Though it looks cold it was about 60 degrees and felt pleasant enough for a walk so we packed up the family and went hiking. CH got perilously close to a rain-swollen creek ringed by slippery rocks, then sat down in some mud in her beautiful knit dress. Hold on, let’s look at this from her perspective: hey, look at that waterfall! I wanna dip my toes in the water. I need to sit down. Hey, look at that rock! HEY LOOK, A STICK FLOATING IN THE WATER! This is probably not that different from my sister’s border collie, though he thinks at about quadruple that speed.

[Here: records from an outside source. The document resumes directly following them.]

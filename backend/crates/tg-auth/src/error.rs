use std::panic::Location;

use chrono::{DateTime, Utc};
use error_location::ErrorLocation;
use thiserror::Error;
use tg_core::{CoreError, Role};
use tg_store::StoreError;
use uuid::Uuid;

/// The closed set of outcomes the boundary maps onto HTTP statuses.
#[derive(Debug, Clone, Copy, PartialEq, Eq)]
pub enum AuthErrorKind {
    Unauthenticated,
    Forbidden,
    TokenReused,
    RateLimited,
    StoreUnavailable,
    Configuration,
    Internal,
}

#[derive(Error, Debug)]
pub enum AuthError {
    #[error("Configuration error: {message} {location}")]
    Configuration {
        message: String,
        location: ErrorLocation,
    },

    #[error("Invalid identity claims: {message} {location}")]
    InvalidClaims {
        message: String,
        location: ErrorLocation,
    },

    #[error("Access token signature is invalid {location}")]
    InvalidSignature { location: ErrorLocation },

    #[error("Token expired {location}")]
    TokenExpired { location: ErrorLocation },

    #[error("Malformed token: {message} {location}")]
    MalformedToken {
        message: String,
        location: ErrorLocation,
    },

    #[error("Refresh token not found {location}")]
    RefreshNotFound { location: ErrorLocation },

    #[error("Refresh token is not active {location}")]
    RefreshNotActive { location: ErrorLocation },

    #[error("Refresh token expired {location}")]
    RefreshExpired { location: ErrorLocation },

    #[error("Refresh token reuse detected, lineage {lineage_id} revoked {location}")]
    TokenReused {
        lineage_id: Uuid,
        location: ErrorLocation,
    },

    #[error("Role {actual} lacks permission, requires {required} {location}")]
    Forbidden {
        required: Role,
        actual: Role,
        location: ErrorLocation,
    },

    #[error("Rate limit exceeded: {limit} requests per {window_secs}s, resets at {reset_at} {location}")]
    RateLimitExceeded {
        limit: u32,
        window_secs: u64,
        reset_at: DateTime<Utc>,
        location: ErrorLocation,
    },

    #[error("Credential store unavailable: {source} {location}")]
    StoreUnavailable {
        #[source]
        source: StoreError,
        location: ErrorLocation,
    },

    #[error("Gave up on '{key}' after {attempts} conflicting writes {location}")]
    StoreContention {
        key: String,
        attempts: u32,
        location: ErrorLocation,
    },

    #[error("Internal error: {message} {location}")]
    Internal {
        message: String,
        location: ErrorLocation,
    },
}

impl AuthError {
    pub fn kind(&self) -> AuthErrorKind {
        match self {
            Self::Configuration { .. } => AuthErrorKind::Configuration,
            Self::InvalidClaims { .. }
            | Self::InvalidSignature { .. }
            | Self::TokenExpired { .. }
            | Self::MalformedToken { .. }
            | Self::RefreshNotFound { .. }
            | Self::RefreshNotActive { .. }
            | Self::RefreshExpired { .. } => AuthErrorKind::Unauthenticated,
            Self::TokenReused { .. } => AuthErrorKind::TokenReused,
            Self::Forbidden { .. } => AuthErrorKind::Forbidden,
            Self::RateLimitExceeded { .. } => AuthErrorKind::RateLimited,
            Self::StoreUnavailable { .. } | Self::StoreContention { .. } => {
                AuthErrorKind::StoreUnavailable
            }
            Self::Internal { .. } => AuthErrorKind::Internal,
        }
    }

    pub fn is_retryable(&self) -> bool {
        match self {
            Self::StoreUnavailable { source, .. } => source.is_retryable(),
            Self::StoreContention { .. } => true,
            _ => false,
        }
    }

    pub fn error_code(&self) -> &'static str {
        match self {
            Self::Configuration { .. } => "CONFIGURATION_ERROR",
            Self::InvalidClaims { .. } => "INVALID_CLAIMS",
            Self::InvalidSignature { .. } => "INVALID_SIGNATURE",
            Self::TokenExpired { .. } => "TOKEN_EXPIRED",
            Self::MalformedToken { .. } => "MALFORMED_TOKEN",
            Self::RefreshNotFound { .. } => "REFRESH_NOT_FOUND",
            Self::RefreshNotActive { .. } => "REFRESH_NOT_ACTIVE",
            Self::RefreshExpired { .. } => "REFRESH_EXPIRED",
            Self::TokenReused { .. } => "TOKEN_REUSED",
            Self::Forbidden { .. } => "FORBIDDEN",
            Self::RateLimitExceeded { .. } => "RATE_LIMIT_EXCEEDED",
            Self::StoreUnavailable { .. } => "STORE_UNAVAILABLE",
            Self::StoreContention { .. } => "STORE_CONTENTION",
            Self::Internal { .. } => "INTERNAL_ERROR",
        }
    }

    /// Seconds a rate-limited caller should wait; `None` for every other error.
    pub fn retry_after_secs(&self, now: DateTime<Utc>) -> Option<u64> {
        match self {
            Self::RateLimitExceeded { reset_at, .. } => {
                Some(crate::rate_decision::seconds_until(*reset_at, now))
            }
            _ => None,
        }
    }

    #[track_caller]
    pub fn configuration<S: Into<String>>(message: S) -> Self {
        Self::Configuration {
            message: message.into(),
            location: ErrorLocation::from(Location::caller()),
        }
    }

    #[track_caller]
    pub fn internal<S: Into<String>>(message: S) -> Self {
        Self::Internal {
            message: message.into(),
            location: ErrorLocation::from(Location::caller()),
        }
    }
}

impl From<StoreError> for AuthError {
    #[track_caller]
    fn from(source: StoreError) -> Self {
        Self::StoreUnavailable {
            source,
            location: ErrorLocation::from(Location::caller()),
        }
    }
}

impl From<CoreError> for AuthError {
    #[track_caller]
    fn from(e: CoreError) -> Self {
        Self::InvalidClaims {
            message: e.to_string(),
            location: ErrorLocation::from(Location::caller()),
        }
    }
}

pub type Result<T> = std::result::Result<T, AuthError>;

This puts me in mind of the joys of exploring the wilderness without parents. Starting at a very young age I explored the Eastern woods with my brother and we’d sometimes spend the entire day walking among arrow-straight tulip poplar trunks that shot up ten stories, pushed our way through reeds and brambles clustered along muddy streams, strode through arboreal meadows of skunk cabbage, and heard the sounds of birds who spend their lives in branches and leaves and frogs who delighted in twanging calls to each other. I came to know small paths, convenient boulders for sitting and jumping, fallen trees which made me dismount my bike, creeks that hid soft sand and deep pools of crayfish, and surprising cliffs and berms that made the perfect launchpads for hurtling oneself through the air in hopes of finding a soft landing. Playing outside in all that nature had to offer was a gift of my childhood, and I only hope that CH can find an outdoor place that she can continue to explore and return to, that teaches her the seasons and always entices with another vista, another bend in the path, another adventure over the rise.